7.20.2009

'Here we go again'
I was supposed to be at the office the whole day last Saturday to have an overtime... but an unexpected issue got in between me and my office mate, who happened to be my classmate in college. We had a fight, the worst fight we had after 5 years of being together. After the fight, I decided to go home and to not go back to the office whether my project officer gets mad at me or whatever. I had the whole afternoon to have some rest. I slept for like 2 or 3 hours. When I woke up, I turned on the TV and as I was browsing or should I say looking for a channel that airs a good show, CS9 caught my attention. It was airing the Clear Men Future League. I tuned in when I heard that it was the Day 1 for Cebu Leg Tryout. I have a long attention span when the topic is about Cebu specifically Cebu Basketball. You may be wondering why. Well, it's because my ultimate crush is a varsity player in Cebu.

This guy had been my crush for 3 years now. Several friends have told me to stop my 'kahibangan' with him. I thought to myself that maybe they're right. Why do I keep on liking that man when I knew very well that he doesn't like me? Of course, he doesn't know me... hahahaha! I busied myself with my office works that I had forgotten about him, things changed a lot. I used to think about him every day and night but not anymore though sometimes I remember him when I am alone or I watch basketball or I pass by DPWH (he used to be a player for the DPWH Provincial Office Basketball Team). I tried to convince myself and everyone that I don't like him anymore. Was I successful? I don't know.

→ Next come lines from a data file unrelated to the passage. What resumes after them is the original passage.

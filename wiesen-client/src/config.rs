//! Client configuration, loaded once at startup from a TOML file.
//!
//! Path comes from `WIESEN_CONFIG` (default `wiesen.toml`); a missing or
//! invalid file falls back to defaults so the client always starts.

use serde::{Deserialize, Serialize};
use std::path::{Path, PathBuf};
use tokio::fs;
use tracing::{info, warn};

use crate::models::MonitoredField;

#[derive(Debug, Clone, Default, Serialize, Deserialize)]
#[serde(default)]
pub struct ClientConfig {
    pub mqtt: MqttConf,
    pub topics: TopicsConf,
    pub alarm: AlarmConf,
    pub watchdog: WatchdogConf,
    pub snapshot: SnapshotConf,
}

#[derive(Debug, Clone, Serialize, Deserialize)]
#[serde(default)]
pub struct MqttConf {
    pub host: String,
    pub port: u16,
    pub username: Option<String>,
    pub password: Option<String>,
    pub client_id: Option<String>,
    pub keep_alive_secs: u64,
    pub clean_session: bool,
    /// Transport-level retry loop. The watchdog supersedes it but both may
    /// coexist; off by default.
    pub auto_reconnect: bool,
}

impl Default for MqttConf {
    fn default() -> Self {
        Self {
            host: "localhost".into(),
            port: 1883,
            username: None,
            password: None,
            client_id: None,
            keep_alive_secs: 15,
            clean_session: true,
            auto_reconnect: false,
        }
    }
}

impl MqttConf {
    pub fn client_id(&self) -> String {
        self.client_id
            .clone()
            .unwrap_or_else(|| format!("wiesen-client-{}", std::process::id()))
    }
}

/// Fixed topic names for the three monitored fields. Process-wide
/// configuration, never re-derived at runtime.
#[derive(Debug, Clone, Serialize, Deserialize)]
#[serde(default)]
pub struct TopicsConf {
    pub soc: String,
    pub solar: String,
    pub battery: String,
}

impl Default for TopicsConf {
    fn default() -> Self {
        Self {
            soc: "wiesenbatterie/soc".into(),
            solar: "wiesenbatterie/solar".into(),
            battery: "wiesenbatterie/battery".into(),
        }
    }
}

impl TopicsConf {
    pub fn resolve(&self, topic: &str) -> Option<MonitoredField> {
        if topic == self.soc {
            Some(MonitoredField::StateOfCharge)
        } else if topic == self.solar {
            Some(MonitoredField::SolarPower)
        } else if topic == self.battery {
            Some(MonitoredField::BatteryPower)
        } else {
            None
        }
    }

    pub fn for_field(&self, field: MonitoredField) -> &str {
        match field {
            MonitoredField::StateOfCharge => &self.soc,
            MonitoredField::SolarPower => &self.solar,
            MonitoredField::BatteryPower => &self.battery,
        }
    }

    /// (topic, field) pairs in subscription order.
    pub fn all(&self) -> [(&str, MonitoredField); 3] {
        [
            (self.soc.as_str(), MonitoredField::StateOfCharge),
            (self.solar.as_str(), MonitoredField::SolarPower),
            (self.battery.as_str(), MonitoredField::BatteryPower),
        ]
    }
}

#[derive(Debug, Clone, Serialize, Deserialize)]
#[serde(default)]
pub struct AlarmConf {
    pub enabled: bool,
    pub threshold_percent: f64,
}

impl Default for AlarmConf {
    fn default() -> Self {
        Self { enabled: false, threshold_percent: 20.0 }
    }
}

#[derive(Debug, Clone, Serialize, Deserialize)]
#[serde(default)]
pub struct WatchdogConf {
    pub interval_secs: u64,
    pub settle_delay_ms: u64,
}

impl Default for WatchdogConf {
    fn default() -> Self {
        Self { interval_secs: 8, settle_delay_ms: 500 }
    }
}

#[derive(Debug, Clone, Default, Serialize, Deserialize)]
#[serde(default)]
pub struct SnapshotConf {
    pub path: Option<PathBuf>,
}

impl SnapshotConf {
    /// Snapshot lives in the OS data dir unless configured, so widget-style
    /// readers in other processes find it at a predictable place.
    pub fn resolved_path(&self) -> PathBuf {
        self.path.clone().unwrap_or_else(|| {
            dirs::data_dir()
                .unwrap_or_else(|| PathBuf::from("."))
                .join("wiesen-client")
                .join("snapshot.json")
        })
    }
}

pub async fn load_config() -> ClientConfig {
    let path = std::env::var("WIESEN_CONFIG").unwrap_or_else(|_| "wiesen.toml".into());
    if Path::new(&path).exists() {
        let txt = fs::read_to_string(&path).await.unwrap_or_default();
        if txt.trim().is_empty() {
            return ClientConfig::default();
        }
        toml::from_str(&txt).unwrap_or_else(|e| {
            warn!(path = %path, error = %e, "invalid config, using defaults");
            ClientConfig::default()
        })
    } else {
        info!(path = %path, "no config file, using defaults");
        ClientConfig::default()
    }
}

#[cfg(test)]
mod tests {
    use super::*;

    #[test]
    fn defaults_match_the_documented_contract() {
        let cfg = ClientConfig::default();
        assert_eq!(cfg.mqtt.port, 1883);
        assert_eq!(cfg.mqtt.keep_alive_secs, 15);
        assert!(cfg.mqtt.clean_session);
        assert!(!cfg.mqtt.auto_reconnect);
        assert_eq!(cfg.alarm.threshold_percent, 20.0);
        assert!(!cfg.alarm.enabled);
        assert_eq!(cfg.watchdog.interval_secs, 8);
        assert_eq!(cfg.watchdog.settle_delay_ms, 500);
    }

    #[test]
    fn default_client_id_includes_the_pid() {
        let cfg = MqttConf::default();
        assert!(cfg.client_id().starts_with("wiesen-client-"));
    }

    #[test]
    fn topics_resolve_to_their_fields() {
        let topics = TopicsConf::default();
        assert_eq!(topics.resolve("wiesenbatterie/soc"), Some(MonitoredField::StateOfCharge));
        assert_eq!(topics.resolve("wiesenbatterie/solar"), Some(MonitoredField::SolarPower));
        assert_eq!(topics.resolve("wiesenbatterie/battery"), Some(MonitoredField::BatteryPower));
        assert_eq!(topics.resolve("wiesenbatterie/voltage"), None);
        assert_eq!(topics.for_field(MonitoredField::StateOfCharge), "wiesenbatterie/soc");
    }

    #[test]
    fn partial_toml_fills_in_defaults() {
        let cfg: ClientConfig = toml::from_str(
            r#"
            [mqtt]
            host = "10.0.0.5"
            username = "pi"
            password = "geheim"

            [alarm]
            enabled = true
            "#,
        )
        .unwrap();

        assert_eq!(cfg.mqtt.host, "10.0.0.5");
        assert_eq!(cfg.mqtt.port, 1883);
        assert_eq!(cfg.mqtt.username.as_deref(), Some("pi"));
        assert!(cfg.alarm.enabled);
        assert_eq!(cfg.alarm.threshold_percent, 20.0);
        assert_eq!(cfg.topics.soc, "wiesenbatterie/soc");
    }
}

Now back to what I was watching... I was hoping that I would see him on TV. Each team were interviewed. I was concentrating when suddenly, I shouted, no, I squeaked because he was there! He still look. He was smiling while his teammates where commenting about their opponents. And that smile never fail to melt my heart. <3>

I texted my closest friends about what I saw on TV. One friend commented, 'You're inlove again'... I was suprised with her reply. Why on earth did she say that?! Did I really fell out of love with HIM? or the person I was when I was head-over-heels with HIM had just returned? I'm confused. Then I realized that it is easy to convince yourself that you're not inlove with that person, until you see that person one day, then your damn heart and mind whispers... 'Here we go again'.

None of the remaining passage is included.